The Sox won, 2-0, on Tuesday as Miguel Gonzalez came off the disabled list to fire 6.1 innings of shutout ball. Jose Abreu backed him with his 23rd home run of the season.

A fourth-run eighth inning Wednesday lifted the Sox to a come-from-behind 7-4 win. The Sox trailed, 4-3, entering the inning. Abreu singled and scored the tying run on a double by Justin Morneau. Avisail Garcia delivered a go-ahead RBI single, and Tyler Saladino and Adam Eaton tacked on RBI hits.

But here's what I didn't like about this series: Closer David Robertson pitched four straight days.

What is the point of that?

This is September.

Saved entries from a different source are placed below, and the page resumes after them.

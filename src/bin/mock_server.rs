//! Mock chat server + WebDriver endpoint for integration testing
//!
//! Serves just enough of the fixture REST API and the W3C WebDriver
//! protocol for the suite to run end-to-end without a real server or
//! browser. World state lives in memory; the "DOM" is a small model of
//! the channel discovery UI derived from that state.
//!
//! Prints `listening at: <addr>` on startup so callers can parse the
//! bound address.

use std::collections::HashMap;
use std::sync::{Arc, Mutex};

use serde_json::{json, Value};
use tokio::io::{AsyncReadExt, AsyncWriteExt};
use tokio::net::{TcpListener, TcpStream};

const ELEMENT_KEY: &str = "element-6066-11e4-a52e-4f735466cecf";

const ARCHIVED_BANNER: &str =
    "You are viewing an archived channel. New messages cannot be posted.";

#[tokio::main]
async fn main() {
    let listener = TcpListener::bind("127.0.0.1:0")
        .await
        .expect("failed to bind");
    let addr = listener.local_addr().expect("no local address");
    println!("listening at: {addr}");

    let world = Arc::new(Mutex::new(World::new()));

    loop {
        let (stream, _) = match listener.accept().await {
            Ok(conn) => conn,
            Err(_) => continue,
        };
        let world = world.clone();
        tokio::spawn(async move {
            let _ = handle_connection(stream, world).await;
        });
    }
}

// === HTTP plumbing ===

struct HttpRequest {
    method: String,
    path: String,
    headers: HashMap<String, String>,
    body: Value,
}

struct HttpResponse {
    status: u16,
    reason: &'static str,
    body: Value,
    extra_headers: Vec<(String, String)>,
}

impl HttpResponse {
    fn ok(body: Value) -> Self {
        Self {
            status: 200,
            reason: "OK",
            body,
            extra_headers: Vec::new(),
        }
    }

    fn created(body: Value) -> Self {
        Self {
            status: 201,
            reason: "Created",
            body,
            extra_headers: Vec::new(),
        }
    }

    fn api_error(status: u16, reason: &'static str, message: &str) -> Self {
        Self {
            status,
            reason,
            body: json!({ "message": message }),
            extra_headers: Vec::new(),
        }
    }

    fn wd_ok(value: Value) -> Self {
        Self::ok(json!({ "value": value }))
    }

    fn wd_error(status: u16, reason: &'static str, error: &str, message: &str) -> Self {
        Self {
            status,
            reason,
            body: json!({ "value": { "error": error, "message": message } }),
            extra_headers: Vec::new(),
        }
    }

    fn no_such_element(selector: &str) -> Self {
        Self::wd_error(
            404,
            "Not Found",
            "no such element",
            &format!("no element matches '{selector}'"),
        )
    }
}

async fn handle_connection(mut stream: TcpStream, world: Arc<Mutex<World>>) -> std::io::Result<()> {
    loop {
        let request = match read_request(&mut stream).await? {
            Some(req) => req,
            None => return Ok(()),
        };

        let response = {
            let mut world = world.lock().expect("world poisoned");
            world.route(&request)
        };

        write_response(&mut stream, &response).await?;
    }
}

async fn read_request(stream: &mut TcpStream) -> std::io::Result<Option<HttpRequest>> {
    let mut buf: Vec<u8> = Vec::new();
    let mut chunk = [0u8; 4096];

    let header_end = loop {
        if let Some(pos) = find_subslice(&buf, b"\r\n\r\n") {
            break pos;
        }
        let n = stream.read(&mut chunk).await?;
        if n == 0 {
            return Ok(None);
        }
        buf.extend_from_slice(&chunk[..n]);
    };

    let header_text = String::from_utf8_lossy(&buf[..header_end]).to_string();
    let mut lines = header_text.lines();
    let request_line = lines.next().unwrap_or_default();
    let mut parts = request_line.split_whitespace();
    let method = parts.next().unwrap_or_default().to_string();
    let target = parts.next().unwrap_or_default();
    let path = target.split('?').next().unwrap_or_default().to_string();

    let mut headers = HashMap::new();
    for line in lines {
        if let Some((name, value)) = line.split_once(':') {
            headers.insert(name.trim().to_lowercase(), value.trim().to_string());
        }
    }

    let content_length: usize = headers
        .get("content-length")
        .and_then(|v| v.parse().ok())
        .unwrap_or(0);

    let mut body_bytes = buf[header_end + 4..].to_vec();
    while body_bytes.len() < content_length {
        let n = stream.read(&mut chunk).await?;
        if n == 0 {
            return Ok(None);
        }
        body_bytes.extend_from_slice(&chunk[..n]);
    }
    body_bytes.truncate(content_length);

    let body = if body_bytes.is_empty() {
        Value::Null
    } else {
        serde_json::from_slice(&body_bytes).unwrap_or(Value::Null)
    };

    Ok(Some(HttpRequest {
        method,
        path,
        headers,
        body,
    }))
}

async fn write_response(stream: &mut TcpStream, response: &HttpResponse) -> std::io::Result<()> {
    let body = serde_json::to_vec(&response.body).unwrap_or_default();
    let mut head = format!(
        "HTTP/1.1 {} {}\r\nContent-Type: application/json\r\nContent-Length: {}\r\n",
        response.status,
        response.reason,
        body.len()
    );
    for (name, value) in &response.extra_headers {
        head.push_str(&format!("{name}: {value}\r\n"));
    }
    head.push_str("\r\n");

    stream.write_all(head.as_bytes()).await?;
    stream.write_all(&body).await?;
    stream.flush().await
}

fn find_subslice(haystack: &[u8], needle: &[u8]) -> Option<usize> {
    haystack
        .windows(needle.len())
        .position(|window| window == needle)
}

// === World state ===

#[derive(Clone)]
struct UserRec {
    id: String,
    username: String,
    password: String,
    email: String,
}

#[derive(Clone)]
struct TeamRec {
    id: String,
    name: String,
    display_name: String,
}

#[derive(Clone)]
struct ChannelRec {
    id: String,
    name: String,
    display_name: String,
    team_id: String,
    archived: bool,
    members: Vec<String>,
}
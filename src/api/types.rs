//! Fixture handle types returned by the chat server's REST API

use serde::{Deserialize, Serialize};

/// A user created (or logged in) through the fixture API
///
/// The server never echoes passwords; the client fills `password` in after
/// creation/login so later identity switches can re-authenticate.
#[derive(Debug, Clone, Serialize, Deserialize)]
pub struct User {
    pub id: String,
    pub username: String,
    #[serde(default)]
    pub email: String,
    #[serde(skip)]
    pub password: String,
}

/// A team scoping channel creation and navigation URLs
#[derive(Debug, Clone, Serialize, Deserialize)]
pub struct Team {
    pub id: String,
    pub name: String,
    pub display_name: String,
}

/// A channel within a team
#[derive(Debug, Clone, Serialize, Deserialize)]
pub struct Channel {
    pub id: String,
    pub name: String,
    pub display_name: String,
    pub team_id: String,
}

/// Error body shape for non-2xx fixture API responses
#[derive(Debug, Deserialize)]
pub struct ApiError {
    #[serde(default)]
    pub message: String,
}

#[cfg(test)]
mod tests {
    use super::*;

    #[test]
    fn test_user_password_never_read_from_wire() {
        let user: User = serde_json::from_str(
            r#"{"id": "u1", "username": "alice", "email": "alice@example.test", "password": "leaked"}"#,
        )
        .unwrap();
        assert_eq!(user.id, "u1");
        assert_eq!(user.password, "");
    }

    #[test]
    fn test_channel_parses_server_shape() {
        let channel: Channel = serde_json::from_str(
            r#"{"id": "c1", "name": "channel-test", "display_name": "Channel", "team_id": "t1", "type": "O"}"#,
        )
        .unwrap();
        assert_eq!(channel.name, "channel-test");
        assert_eq!(channel.display_name, "Channel");
    }
}
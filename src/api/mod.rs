//! Fixture REST client for the chat server
//!
//! Test preconditions (users, teams, channels, server config) are set up
//! through the server's REST API rather than the UI.

mod client;
pub mod types;

pub use client::ApiClient;
//! Once-per-run fixture bundle
//!
//! Fixture handles are ephemeral: the server owns the real records, and a
//! fresh uniquely-named set is created for every run.

use crate::api::types::{Channel, Team, User};
use crate::api::ApiClient;
use crate::common::config::ServerConfig;
use crate::common::Result;

/// URL name and display name of the channel the scenarios revolve around
pub const TEST_CHANNEL_NAME: &str = "channel-test";
pub const TEST_CHANNEL_DISPLAY: &str = "Channel";

/// Fixture handles shared by every scenario in a run
pub struct SuiteFixtures {
    /// Admin account (config updates, team/user creation)
    pub admin: User,
    /// Team scoping all channels and navigation URLs
    pub team: Team,
    /// Primary user: member of the team, creator of the test channel
    pub owner: User,
    /// Secondary user: plain team member, exercises the non-owner path
    pub member: User,
    /// Public channel created by the owner
    pub channel: Channel,
}

impl SuiteFixtures {
    /// Build the fixture set through the REST API
    ///
    /// Any failure here aborts the whole run; scenarios never start
    /// against a half-built world.
    pub async fn build(api: &mut ApiClient, server: &ServerConfig) -> Result<Self> {
        let admin = api.admin_login(server).await?;
        let (team, owner) = api.init_setup().await?;

        let member = api.create_user().await?;
        api.add_user_to_team(&team.id, &member.id).await?;

        api.login(&owner.username, &owner.password).await?;
        let channel = api
            .create_channel(&team.id, TEST_CHANNEL_NAME, TEST_CHANNEL_DISPLAY)
            .await?;

        Ok(Self {
            admin,
            team,
            owner,
            member,
            channel,
        })
    }
}
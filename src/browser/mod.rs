//! Browser driving over the WebDriver protocol
//!
//! The browser runtime itself is external; this module owns the wire
//! client, fixed-budget element waits, and the page objects naming the
//! discovery UI's DOM surface.

pub mod session;
pub mod types;
pub mod ui;

pub use session::{webdriver_ready, Element, Session};
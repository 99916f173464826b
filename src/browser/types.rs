//! W3C WebDriver wire types
//!
//! Only the slice of the protocol the suite drives: sessions, navigation,
//! element lookup by CSS, element interaction, and cookies.
//! See: https://www.w3.org/TR/webdriver/

use serde::Deserialize;

/// Key under which the W3C protocol nests element ids
pub const ELEMENT_KEY: &str = "element-6066-11e4-a52e-4f735466cecf";

/// Error string the protocol uses for a failed element lookup
pub const NO_SUCH_ELEMENT: &str = "no such element";

/// Every WebDriver response body is `{"value": ...}`
#[derive(Debug, Deserialize)]
pub struct WdValue<T> {
    pub value: T,
}

/// Body of a successful `POST /session`
#[derive(Debug, Deserialize)]
pub struct NewSessionValue {
    #[serde(rename = "sessionId")]
    pub session_id: String,
    #[serde(default)]
    pub capabilities: serde_json::Value,
}

/// Body of a `GET /status`
#[derive(Debug, Deserialize)]
pub struct StatusValue {
    #[serde(default)]
    pub ready: bool,
}

/// Error value carried by non-2xx WebDriver responses
#[derive(Debug, Deserialize)]
pub struct WdError {
    pub error: String,
    #[serde(default)]
    pub message: String,
}

/// Wire form of an element reference
#[derive(Debug, Clone, Deserialize)]
pub struct ElementRef {
    #[serde(rename = "element-6066-11e4-a52e-4f735466cecf")]
    pub id: String,
}

#[cfg(test)]
mod tests {
    use super::*;

    #[test]
    fn test_element_ref_uses_w3c_key() {
        let raw = format!(r#"{{"{ELEMENT_KEY}": "el-42"}}"#);
        let element: ElementRef = serde_json::from_str(&raw).unwrap();
        assert_eq!(element.id, "el-42");
    }

    #[test]
    fn test_new_session_value() {
        let value: WdValue<NewSessionValue> = serde_json::from_str(
            r#"{"value": {"sessionId": "abc", "capabilities": {"browserName": "chrome"}}}"#,
        )
        .unwrap();
        assert_eq!(value.value.session_id, "abc");
    }

    #[test]
    fn test_error_value() {
        let value: WdValue<WdError> = serde_json::from_str(
            r##"{"value": {"error": "no such element", "message": "#missing not found"}}"##,
        )
        .unwrap();
        assert_eq!(value.value.error, NO_SUCH_ELEMENT);
        assert_eq!(value.value.message, "#missing not found");
    }

    #[test]
    fn test_status_value_defaults_to_not_ready() {
        let value: WdValue<StatusValue> = serde_json::from_str(r#"{"value": {}}"#).unwrap();
        assert!(!value.value.ready);
    }
}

The rosters are expanded. There are plenty of other relievers available. The Sox are out of the pennant race. While Robertson is one of the few reliable relievers the Sox have, there's no reason to be pushing him this hard in relatively meaningless games.

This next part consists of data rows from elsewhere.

//! Page objects for the channel discovery UI
//!
//! Every DOM region the suite touches is named here by a stable CSS
//! identifier, so scenarios read as user actions rather than selector
//! plumbing.

use crate::common::{Error, Result};

use super::session::Session;

pub mod selectors {
    //! Stable identifiers of the discovery UI

    /// Public-channel group in the left-hand sidebar
    pub const PUBLIC_CHANNEL_LIST: &str = "#publicChannelList";
    /// "More..." trigger under the public-channel group
    pub const MORE_CHANNELS_TRIGGER: &str = "#sidebarChannelsMore";
    /// Channel discovery modal
    pub const MORE_CHANNELS_MODAL: &str = "#moreChannelsModal";
    /// Mode selector inside the modal (only rendered when the
    /// archived-channels flag is enabled)
    pub const CHANNELS_MORE_DROPDOWN: &str = "#channelsMoreDropdown";
    /// Dropdown menu entries
    pub const DROPDOWN_PUBLIC_OPTION: &str = "#channelsMoreDropdownPublic";
    pub const DROPDOWN_ARCHIVED_OPTION: &str = "#channelsMoreDropdownArchived";
    /// Channel search box inside the modal
    pub const SEARCH_CHANNELS_TEXTBOX: &str = "#searchChannelsTextbox";
    /// Result list and its rows
    pub const MORE_CHANNELS_LIST: &str = "#moreChannelsList";
    pub const MORE_CHANNELS_ROW: &str = "#moreChannelsList .more-modal-row";
    /// Channel header title (opens the channel menu on click)
    pub const CHANNEL_HEADER_TITLE: &str = "#channelHeaderTitle";
    /// Channel menu and its archive entry
    pub const CHANNEL_MENU: &str = ".Menu__content";
    pub const ARCHIVE_CHANNEL_ITEM: &str = "#channelArchiveChannel";
    /// Archive confirmation dialog and its confirm button
    pub const DELETE_CHANNEL_MODAL: &str = "#deleteChannelModal";
    pub const DELETE_CHANNEL_CONFIRM: &str = "#deleteChannelModalDeleteButton";
    /// Read-only banner shown on archived channels
    pub const ARCHIVED_CHANNEL_BANNER: &str = "#channelArchivedMessage";
    /// Message composer input
    pub const POST_TEXTBOX: &str = "#post_textbox";

    /// Sidebar entry for a channel, by its URL name
    pub fn sidebar_item(channel_name: &str) -> String {
        format!("#sidebarItem_{channel_name}")
    }

    #[cfg(test)]
    mod tests {
        use super::*;

        #[test]
        fn test_sidebar_item_selector() {
            assert_eq!(sidebar_item("town-square"), "#sidebarItem_town-square");
            assert_eq!(sidebar_item("channel-test"), "#sidebarItem_channel-test");
        }
    }
}

use selectors::*;

/// Left-hand sidebar
pub struct Sidebar<'a> {
    session: &'a Session,
}

impl<'a> Sidebar<'a> {
    pub fn new(session: &'a Session) -> Self {
        Self { session }
    }

    /// Open the "More Channels" modal from the public-channel group
    pub async fn open_more_channels(&self) -> Result<()> {
        self.session.wait_for(PUBLIC_CHANNEL_LIST).await?;
        let trigger = self.session.wait_for(MORE_CHANNELS_TRIGGER).await?;
        self.session.click(&trigger).await?;
        self.session.wait_for(MORE_CHANNELS_MODAL).await?;
        Ok(())
    }

    /// Switch to a channel by clicking its sidebar entry
    pub async fn switch_to(&self, channel_name: &str) -> Result<()> {
        let item = self.session.wait_for(&sidebar_item(channel_name)).await?;
        self.session.click(&item).await?;
        self.session
            .wait_url_contains(&format!("/channels/{channel_name}"))
            .await
    }

    /// Rendered text of the public-channel group
    pub async fn public_list_text(&self) -> Result<String> {
        let list = self.session.wait_for(PUBLIC_CHANNEL_LIST).await?;
        self.session.text(&list).await
    }
}

/// The channel discovery modal
pub struct MoreChannelsModal<'a> {
    session: &'a Session,
}

impl<'a> MoreChannelsModal<'a> {
    pub fn new(session: &'a Session) -> Self {
        Self { session }
    }

    /// Whether the mode selector is in the DOM at all (no waiting)
    pub async fn dropdown_exists(&self) -> Result<bool> {
        self.session.exists(CHANNELS_MORE_DROPDOWN).await
    }

    /// Assert the mode selector is visible with exactly this label
    pub async fn assert_dropdown_label(&self, expected: &str) -> Result<()> {
        let dropdown = self.session.wait_for(CHANNELS_MORE_DROPDOWN).await?;
        if !self.session.is_displayed(&dropdown).await? {
            return Err(Error::assertion("mode selector", "visible", "hidden"));
        }
        let label = self.session.text(&dropdown).await?;
        if label != expected {
            return Err(Error::assertion(
                "mode selector label",
                format!("'{expected}'"),
                format!("'{label}'"),
            ));
        }
        Ok(())
    }

    /// Switch the selector to archived channels and wait for its label to
    /// reflect the new mode
    pub async fn switch_to_archived(&self) -> Result<()> {
        let dropdown = self.session.wait_for(CHANNELS_MORE_DROPDOWN).await?;
        self.session.click(&dropdown).await?;
        let option = self.session.wait_for(DROPDOWN_ARCHIVED_OPTION).await?;
        self.session.click(&option).await?;
        self.session
            .wait_for_text(CHANNELS_MORE_DROPDOWN, "Show: Archived Channels")
            .await?;
        Ok(())
    }

    /// Type into the channel search box and let results settle
    pub async fn search(&self, text: &str) -> Result<()> {
        let textbox = self.session.wait_for(SEARCH_CHANNELS_TEXTBOX).await?;
        self.session.send_keys(&textbox, text).await?;
        self.session.settle().await;
        Ok(())
    }

    /// Clear the channel search box
    pub async fn clear_search(&self) -> Result<()> {
        let textbox = self.session.wait_for(SEARCH_CHANNELS_TEXTBOX).await?;
        self.session.clear(&textbox).await?;
        self.session.settle().await;
        Ok(())
    }

    /// Display names currently listed in the result list
    pub async fn row_texts(&self) -> Result<Vec<String>> {
        self.session.wait_for(MORE_CHANNELS_LIST).await?;
        let rows = self.session.find_all(MORE_CHANNELS_ROW).await?;
        let mut texts = Vec::with_capacity(rows.len());
        for row in &rows {
            texts.push(self.session.text(row).await?);
        }
        Ok(texts)
    }

    /// Click the listed channel with this display name
    pub async fn click_channel(&self, display_name: &str) -> Result<()> {
        let rows = self.session.find_all(MORE_CHANNELS_ROW).await?;
        for row in &rows {
            if self.session.text(row).await? == display_name {
                self.session.click(row).await?;
                return Ok(());
            }
        }
        Err(Error::assertion(
            "discovery list",
            format!("a row named '{display_name}'"),
            format!("{} other rows", rows.len()),
        ))
    }

    /// Wait for the modal to close
    pub async fn wait_closed(&self) -> Result<()> {
        self.session.wait_gone(MORE_CHANNELS_MODAL).await
    }
}

/// The channel view behind the modal
pub struct ChannelView<'a> {
    session: &'a Session,
}

impl<'a> ChannelView<'a> {
    pub fn new(session: &'a Session) -> Self {
        Self { session }
    }

    /// Assert the header shows this channel, then open the channel menu
    pub async fn open_header_menu(&self, display_name: &str) -> Result<()> {
        let header = self
            .session
            .wait_for_text(CHANNEL_HEADER_TITLE, display_name)
            .await?;
        self.session.click(&header).await?;
        self.session.wait_for(CHANNEL_MENU).await?;
        Ok(())
    }

    /// Archive the channel through the menu and its confirmation dialog
    pub async fn archive_via_menu(&self) -> Result<()> {
        let item = self.session.wait_for(ARCHIVE_CHANNEL_ITEM).await?;
        self.session.click(&item).await?;
        self.session.wait_for(DELETE_CHANNEL_MODAL).await?;
        let confirm = self.session.wait_for(DELETE_CHANNEL_CONFIRM).await?;
        self.session.click(&confirm).await?;
        self.session.wait_gone(DELETE_CHANNEL_MODAL).await
    }

    /// Text of the archived-channel banner
    pub async fn archived_banner_text(&self) -> Result<String> {
        let banner = self.session.wait_for(ARCHIVED_CHANNEL_BANNER).await?;
        self.session.text(&banner).await
    }

    /// Whether the message composer is in the DOM (no waiting)
    pub async fn composer_exists(&self) -> Result<bool> {
        self.session.exists(POST_TEXTBOX).await
    }
}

Robertson blew a save Sunday in an extra-inning win over the Minnesota Twins. He pitched a 1-2-3 10th inning in Monday's loss to the Tigers. And he picked up his 34th and 35th saves of the season in games Tuesday and Wednesday, although he was shaky in both outings.

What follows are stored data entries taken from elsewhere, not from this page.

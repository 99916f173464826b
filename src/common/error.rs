//! Error types for the suite runner
//!
//! The taxonomy separates the three ways a run goes wrong: fixture setup
//! failures (abort the whole run), assertion failures (expected vs. actual
//! DOM state), and element-wait timeouts (reported distinctly so a slow
//! page is not mistaken for a wrong one).

use std::io;
use thiserror::Error;

/// Result type alias using our Error type
pub type Result<T> = std::result::Result<T, Error>;

/// Main error type for the suite runner
#[derive(Error, Debug)]
pub enum Error {
    // === Server/Fixture Errors ===
    #[error("Chat server not reachable at {url}: {source}")]
    ServerUnreachable {
        url: String,
        #[source]
        source: reqwest::Error,
    },

    #[error("Fixture setup failed: {0}")]
    Setup(String),

    #[error("Server returned {status} for {endpoint}: {message}")]
    ServerRequest {
        endpoint: String,
        status: u16,
        message: String,
    },

    // === WebDriver Errors ===
    #[error("WebDriver endpoint not reachable at {url}: {source}")]
    WebDriverUnreachable {
        url: String,
        #[source]
        source: reqwest::Error,
    },

    #[error("WebDriver request '{command}' failed: {message}")]
    WebDriver { command: String, message: String },

    #[error("No such element: {0}")]
    NoSuchElement(String),

    // === Assertion/Timeout Errors ===
    #[error("Assertion failed: {0}")]
    Assertion(String),

    #[error("Timed out after {secs}s waiting for '{selector}' to {condition}")]
    ElementTimeout {
        selector: String,
        condition: String,
        secs: u64,
    },

    // === Scenario Errors ===
    #[error("Unknown scenario '{0}'. Use 'chatsuite list' to see available scenarios")]
    UnknownScenario(String),

    // === Configuration Errors ===
    #[error("Configuration error: {0}")]
    Config(String),

    #[error("Invalid configuration file: {0}")]
    ConfigParse(String),

    #[error("Failed to read file '{path}': {error}")]
    FileRead { path: String, error: String },

    // === Transport Errors ===
    #[error("HTTP error: {0}")]
    Http(#[from] reqwest::Error),

    #[error("JSON error: {0}")]
    Json(#[from] serde_json::Error),

    #[error("IO error: {0}")]
    Io(#[from] io::Error),

    // === Internal Errors ===
    #[error("Internal error: {0}")]
    Internal(String),
}

impl Error {
    /// Create an assertion error with expected/actual context
    pub fn assertion(
        context: &str,
        expected: impl std::fmt::Display,
        actual: impl std::fmt::Display,
    ) -> Self {
        Self::Assertion(format!(
            "{}: expected {}, got {}",
            context, expected, actual
        ))
    }

    /// Create a server request error
    pub fn server_request(endpoint: &str, status: u16, message: &str) -> Self {
        Self::ServerRequest {
            endpoint: endpoint.to_string(),
            status,
            message: message.to_string(),
        }
    }

    /// True for the failures that mean "the element never got there in time"
    pub fn is_timeout(&self) -> bool {
        matches!(self, Self::ElementTimeout { .. })
    }
}

#[cfg(test)]
mod tests {
    use super::*;

    #[test]
    fn test_assertion_formatting() {
        let err = Error::assertion("dropdown label", "'Show: Public Channels'", "'Show: All'");
        assert_eq!(
            err.to_string(),
            "Assertion failed: dropdown label: expected 'Show: Public Channels', got 'Show: All'"
        );
    }

    #[test]
    fn test_timeout_is_distinct_from_assertion() {
        let timeout = Error::ElementTimeout {
            selector: "#moreChannelsModal".to_string(),
            condition: "appear".to_string(),
            secs: 10,
        };
        assert!(timeout.is_timeout());
        assert!(!Error::Assertion("x".to_string()).is_timeout());
        assert_eq!(
            timeout.to_string(),
            "Timed out after 10s waiting for '#moreChannelsModal' to appear"
        );
    }
}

Knowing that Robertson has two years and $25 million remaining on his contract, I would not be doing anything that puts extra wear and tear on his arm. If the Sox were pushing for a playoff spot, you could justify the workload. However, that's just not the case here.

The Sox need to protect their assets and make sure they have a healthy Robertson going into the offseason.

This overuse is yet another reason the Sox need to move on from manager Robin Ventura. He just doesn't seem to have a feel for what is going on.

2 comments:

  1. A valid question that no reporter from the 3 major papers mentioned in their articles.

    The bigger question is why Robertson is still on the team. An organization with its finger on the pulse would have moved this guy when there was a market and ate 7 or 8 million. Even the lowly Padres had the sense to move Kimbrel - they only got 4 B/B- prospects but it was the right thing to do. And they knew when to cut bait on Shields as well.

    Kenny Williams is veteran-happy even though Melky is the only one he acquired in the last 5 years that didn't wind up being a bad overpay. I consider Kenny to be pulling the strings on MLB acquisitions and trades - Hahn (and most GM's nowadays in the "VP Of Baseball Ops" era) is merely doing the grunt work and running media interference. I call him Kenny Pulford for the obvious similarities in m.o. and results.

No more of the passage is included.